In the summer of 2004 Theresa Amato, campaign manager of presidential candidate Ralph Nader, took out a notebook in preparation for an important phone conference.

Her candidate, Ralph Nader, had already been subject to an extraordinary — and extraordinarily underreported — campaign of litigious harassment at the hands of the Democratic Party. John Kerry told Nader he had 2,000 lawyers at his disposal and would do “everything within the law” to win. In Arizona, Nader opponents filed a 650-page challenge to his attempt to get on the ballot, forgetting social justice concerns long enough to complain that one of Nader’s petition-circulators was a felon. They demanded ten samples of Nader’s own signature, hired a forensic examiner to call others into question, and challenged residents of a homeless shelter. The Democratic state chairman, Jim Pederson, said outright, “Our first objective is to keep [Nader] off the ballot,” because “we think it distorts the entire election.”

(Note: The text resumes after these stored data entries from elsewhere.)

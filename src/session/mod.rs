pub mod setup;

use serde::{Deserialize, Serialize};
use validator::{Validate, ValidationError};

pub const MIN_QUESTIONS: u32 = 3;
pub const MAX_QUESTIONS: u32 = 10;

#[derive(Serialize, Deserialize, Clone, Copy, Debug, PartialEq, Eq)]
#[serde(rename_all = "lowercase")]
pub enum DifficultyLevel {
    Entry,
    Mid,
    Senior,
}

#[derive(Serialize, Deserialize, Clone, Copy, Debug, PartialEq, Eq)]
#[serde(rename_all = "lowercase")]
pub enum QuestionType {
    Technical,
    Behavioral,
    Experience,
    Situational,
}

/// Interview parameters chosen on the setup screen. Created once, passed to
/// question generation, immutable afterwards.
#[derive(Serialize, Deserialize, Clone, Debug, Validate)]
pub struct InterviewConfig {
    pub difficulty: DifficultyLevel,
    pub duration_minutes: u32,
    #[validate(custom = "validate_question_types")]
    pub question_types: Vec<QuestionType>,
    #[validate(range(min = 3, max = 10))]
    pub num_questions: u32,
}

fn validate_question_types(types: &Vec<QuestionType>) -> Result<(), ValidationError> {
    if types.is_empty() {
        return Err(ValidationError::new("question_types_empty"));
    }
    Ok(())
}

impl Default for InterviewConfig {
    fn default() -> Self {
        Self {
            difficulty: DifficultyLevel::Mid,
            duration_minutes: 20,
            question_types: vec![QuestionType::Technical, QuestionType::Behavioral],
            num_questions: 5,
        }
    }
}

impl InterviewConfig {
    /// Toggle a question type on or off. Removing the last remaining type is
    /// a no-op so the set can never become empty.
    pub fn toggle_question_type(&mut self, question_type: QuestionType) {
        if let Some(pos) = self.question_types.iter().position(|t| *t == question_type) {
            if self.question_types.len() > 1 {
                self.question_types.remove(pos);
            }
        } else {
            self.question_types.push(question_type);
        }
    }

    /// Adjust the question count by a signed step, clamped to [3, 10].
    pub fn adjust_num_questions(&mut self, delta: i32) {
        let next = self.num_questions as i64 + delta as i64;
        self.num_questions = next.clamp(MIN_QUESTIONS as i64, MAX_QUESTIONS as i64) as u32;
    }
}

#[derive(Serialize, Deserialize, Clone, Debug)]
pub struct Resume {
    #[serde(alias = "_id")]
    pub id: String,
    pub filename: String,
    pub content: String,
    #[serde(default)]
    pub skills: Vec<String>,
    #[serde(default)]
    pub experience: Vec<String>,
    #[serde(default)]
    pub education: Vec<String>,
    pub created_at: String,
}

#[derive(Serialize, Deserialize, Clone, Debug, PartialEq)]
pub struct Question {
    pub id: String,
    pub question_text: String,
    pub question_type: QuestionType,
    pub difficulty: DifficultyLevel,
    #[serde(default)]
    pub expected_answer_points: Vec<String>,
    #[serde(default)]
    pub follow_up_questions: Vec<String>,
}

#[derive(Serialize, Deserialize, Clone, Copy, Debug, PartialEq, Eq)]
#[serde(rename_all = "snake_case")]
pub enum ConversationItemType {
    AiQuestion,
    AiFollowUp,
    AiCompletion,
    AiRepeat,
    AiClarification,
    AiResponse,
    AiTransition,
    UserResponse,
}

impl ConversationItemType {
    pub fn is_ai(&self) -> bool {
        !matches!(self, ConversationItemType::UserResponse)
    }
}

/// One entry of the append-only interview transcript. The server is the
/// source of truth; the client caches the log verbatim for rendering.
#[derive(Serialize, Deserialize, Clone, Debug)]
pub struct ConversationItem {
    #[serde(rename = "type")]
    pub item_type: ConversationItemType,
    pub text: String,
    /// Unix timestamp in seconds.
    pub timestamp: f64,
    #[serde(default, skip_serializing_if = "Option::is_none")]
    pub question_id: Option<String>,
}

#[derive(Serialize, Deserialize, Clone, Debug)]
pub struct ResponseAnalysis {
    pub completeness_score: f64,
    pub accuracy_score: f64,
    pub clarity_score: f64,
    #[serde(default)]
    pub missing_points: Vec<String>,
    #[serde(default)]
    pub strengths: Vec<String>,
    #[serde(default)]
    pub follow_up_needed: bool,
    #[serde(default)]
    pub suggested_follow_up: String,
}

#[derive(Serialize, Deserialize, Clone, Debug)]
pub struct InterviewResponse {
    pub question_id: String,
    pub question_text: String,
    pub user_response: String,
    /// Seconds between the question finishing playback and submission.
    pub response_time: u64,
    pub timestamp: String,
    #[serde(default)]
    pub analysis: Option<ResponseAnalysis>,
}

#[derive(Serialize, Deserialize, Clone, Debug)]
pub struct InterviewSession {
    #[serde(alias = "_id")]
    pub id: String,
    pub resume_id: String,
    pub difficulty: DifficultyLevel,
    #[serde(default)]
    pub questions: Vec<Question>,
    #[serde(default)]
    pub responses: Vec<InterviewResponse>,
    pub status: String,
    pub created_at: String,
    #[serde(default)]
    pub started_at: Option<String>,
    #[serde(default)]
    pub completed_at: Option<String>,
}
use std::path::Path;

use async_trait::async_trait;
use log::{info, warn};
use reqwest::{multipart, Client, StatusCode};
use serde::{Deserialize, Serialize};
use tauri::State;
use thiserror::Error;

use crate::config;
use crate::session::{ConversationItem, InterviewConfig, InterviewSession, Question, Resume};
use crate::AppState;

#[derive(Debug, Error)]
pub enum ApiError {
    #[error("request failed: {0}")]
    Transport(#[from] reqwest::Error),
    #[error("server returned {status}: {body}")]
    Status { status: StatusCode, body: String },
    #[error("voice response carried no follow-up, next question, or completion")]
    UnexpectedTurnPayload,
    #[error("failed to read resume file: {0}")]
    ResumeFile(#[from] std::io::Error),
}

#[derive(Deserialize, Clone, Debug)]
pub struct GeneratedQuestions {
    pub interview_id: String,
    #[serde(default)]
    pub questions: Vec<Question>,
}

#[derive(Deserialize, Clone, Debug)]
pub struct VoiceInterviewStart {
    pub current_question: Question,
    pub question_index: u32,
    pub total_questions: u32,
}

#[derive(Deserialize, Default, Clone, Debug)]
pub struct ConversationLog {
    #[serde(default)]
    pub conversation: Vec<ConversationItem>,
}

/// Raw payload of `POST /interview/{id}/voice-response`. Exactly one of the
/// three outcome groups is expected to be populated.
#[derive(Deserialize, Default, Clone, Debug)]
pub struct VoiceTurnPayload {
    #[serde(default)]
    pub has_follow_up: bool,
    #[serde(default)]
    pub follow_up_question: Option<String>,
    #[serde(default)]
    pub next_question: Option<Question>,
    #[serde(default)]
    pub question_index: Option<u32>,
    #[serde(default)]
    pub transition_message: Option<String>,
    #[serde(default)]
    pub interview_completed: bool,
    #[serde(default)]
    pub completion_message: Option<String>,
    #[serde(default)]
    pub conversation: Vec<ConversationItem>,
}

#[derive(Clone, Debug, PartialEq)]
pub enum TurnAdvance {
    FollowUp {
        question: String,
    },
    NextQuestion {
        question: Question,
        question_index: u32,
        transition_message: Option<String>,
    },
    Completed {
        completion_message: Option<String>,
    },
}

impl VoiceTurnPayload {
    /// Classify the server's turn outcome. Follow-up wins over next question,
    /// which wins over completion, mirroring the server's contract.
    pub fn advance(&self) -> Result<TurnAdvance, ApiError> {
        if self.has_follow_up {
            if let Some(question) = &self.follow_up_question {
                return Ok(TurnAdvance::FollowUp {
                    question: question.clone(),
                });
            }
        }
        if let Some(question) = &self.next_question {
            return Ok(TurnAdvance::NextQuestion {
                question: question.clone(),
                question_index: self.question_index.unwrap_or_default(),
                transition_message: self.transition_message.clone(),
            });
        }
        if self.interview_completed {
            return Ok(TurnAdvance::Completed {
                completion_message: self.completion_message.clone(),
            });
        }
        Err(ApiError::UnexpectedTurnPayload)
    }
}

#[derive(Serialize)]
struct VoiceResponseBody<'a> {
    response: &'a str,
    response_time: u64,
}

/// The voice-session slice of the remote API, abstracted so the turn
/// controller can run against a scripted double in tests.
#[async_trait]
pub trait InterviewBackend: Send + Sync {
    async fn start_voice(&self, interview_id: &str) -> Result<VoiceInterviewStart, ApiError>;
    async fn submit_voice_response(
        &self,
        interview_id: &str,
        response: &str,
        response_time: u64,
    ) -> Result<VoiceTurnPayload, ApiError>;
    async fn get_conversation(&self, interview_id: &str) -> Result<Vec<ConversationItem>, ApiError>;
    async fn get_interview(&self, interview_id: &str) -> Result<InterviewSession, ApiError>;
    async fn complete_voice(&self, interview_id: &str) -> Result<(), ApiError>;
}

#[derive(Clone)]
pub struct ApiClient {
    http: Client,
    base_url: String,
}

impl ApiClient {
    pub fn new(base_url: impl Into<String>) -> Result<Self, ApiError> {
        let http = Client::builder().timeout(config::API_TIMEOUT).build()?;
        Ok(Self {
            http,
            base_url: base_url.into(),
        })
    }

    fn url(&self, path: &str) -> String {
        format!("{}{}", self.base_url, path)
    }

    async fn check(response: reqwest::Response) -> Result<reqwest::Response, ApiError> {
        let status = response.status();
        if !status.is_success() {
            let body = response.text().await.unwrap_or_default();
            return Err(ApiError::Status { status, body });
        }
        Ok(response)
    }

    pub async fn upload_resume(&self, file_path: &Path) -> Result<Resume, ApiError> {
        let bytes = tokio::fs::read(file_path).await?;
        let filename = file_path
            .file_name()
            .map(|n| n.to_string_lossy().into_owned())
            .unwrap_or_else(|| "resume.pdf".to_string());

        info!("📄 Uploading resume {} ({} bytes)", filename, bytes.len());

        let part = multipart::Part::bytes(bytes)
            .file_name(filename)
            .mime_str("application/pdf")?;
        let form = multipart::Form::new().part("file", part);

        let response = self
            .http
            .post(self.url("/upload-resume"))
            .multipart(form)
            .send()
            .await?;
        Ok(Self::check(response).await?.json().await?)
    }

    pub async fn get_resume(&self, resume_id: &str) -> Result<Resume, ApiError> {
        let response = self
            .http
            .get(self.url(&format!("/resume/{}", resume_id)))
            .send()
            .await?;
        Ok(Self::check(response).await?.json().await?)
    }

    pub async fn generate_questions(
        &self,
        resume_id: &str,
        config: &InterviewConfig,
    ) -> Result<GeneratedQuestions, ApiError> {
        let response = self
            .http
            .post(self.url(&format!("/generate-questions/{}", resume_id)))
            .json(config)
            .send()
            .await?;
        Ok(Self::check(response).await?.json().await?)
    }
}

#[async_trait]
impl InterviewBackend for ApiClient {
    async fn start_voice(&self, interview_id: &str) -> Result<VoiceInterviewStart, ApiError> {
        info!("🎬 Starting voice interview: {}", interview_id);
        let response = self
            .http
            .post(self.url(&format!("/interview/{}/start-voice", interview_id)))
            .send()
            .await?;
        Ok(Self::check(response).await?.json().await?)
    }

    async fn submit_voice_response(
        &self,
        interview_id: &str,
        response_text: &str,
        response_time: u64,
    ) -> Result<VoiceTurnPayload, ApiError> {
        let body = VoiceResponseBody {
            response: response_text,
            response_time,
        };
        let response = self
            .http
            .post(self.url(&format!("/interview/{}/voice-response", interview_id)))
            .json(&body)
            .send()
            .await?;
        Ok(Self::check(response).await?.json().await?)
    }

    async fn get_conversation(&self, interview_id: &str) -> Result<Vec<ConversationItem>, ApiError> {
        let response = self
            .http
            .get(self.url(&format!("/interview/{}/conversation", interview_id)))
            .send()
            .await?;
        let log: ConversationLog = Self::check(response).await?.json().await?;
        Ok(log.conversation)
    }

    async fn get_interview(&self, interview_id: &str) -> Result<InterviewSession, ApiError> {
        let response = self
            .http
            .get(self.url(&format!("/interview/{}", interview_id)))
            .send()
            .await?;
        Ok(Self::check(response).await?.json().await?)
    }

    /// Best-effort completion marker; used on cleanup paths where failures
    /// are logged and dropped.
    async fn complete_voice(&self, interview_id: &str) -> Result<(), ApiError> {
        let response = self
            .http
            .post(self.url(&format!("/interview/{}/complete-voice", interview_id)))
            .send()
            .await;
        match response {
            Ok(r) => {
                Self::check(r).await?;
                Ok(())
            }
            Err(e) => {
                warn!("complete-voice call failed: {}", e);
                Err(e.into())
            }
        }
    }
}

// Tauri commands for the upload screen

#[tauri::command]
pub async fn upload_resume_file(
    path: String,
    state: State<'_, AppState>,
) -> Result<Resume, String> {
    state
        .api
        .upload_resume(Path::new(&path))
        .await
        .map_err(|e| e.to_string())
}

#[tauri::command]
pub async fn fetch_resume(resume_id: String, state: State<'_, AppState>) -> Result<Resume, String> {
    state
        .api
        .get_resume(&resume_id)
        .await
        .map_err(|e| e.to_string())
}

Now, Amato’s candidate was set to talk with Democratic National Committee chairman (and future Virginia governor) Terry McAuliffe. A high-energy, Clintonesque schmoozer in public, McAuliffe in private was curt and to the point: he didn’t mind Nader running in noncompetitive places, but had an “issue” with 19 states where “a vote for you is a vote for [George] Bush.” He shifted with impressive nonchalance to offer a bribe.

“If you stay out of my 19 states,” he said, “I will help with resources in 31 states.” McAuliffe then made a show of pretending to ask an assistant about other ballot challenges against Nader, saying he “supported them” but wasn’t funding them, a statement ultimately contradicted in court testimony by Maine’s State Democratic Party chair. This was just one of countless instances in which Democrats hurled billable hours at anyone deemed a “threat” to votes they considered theirs."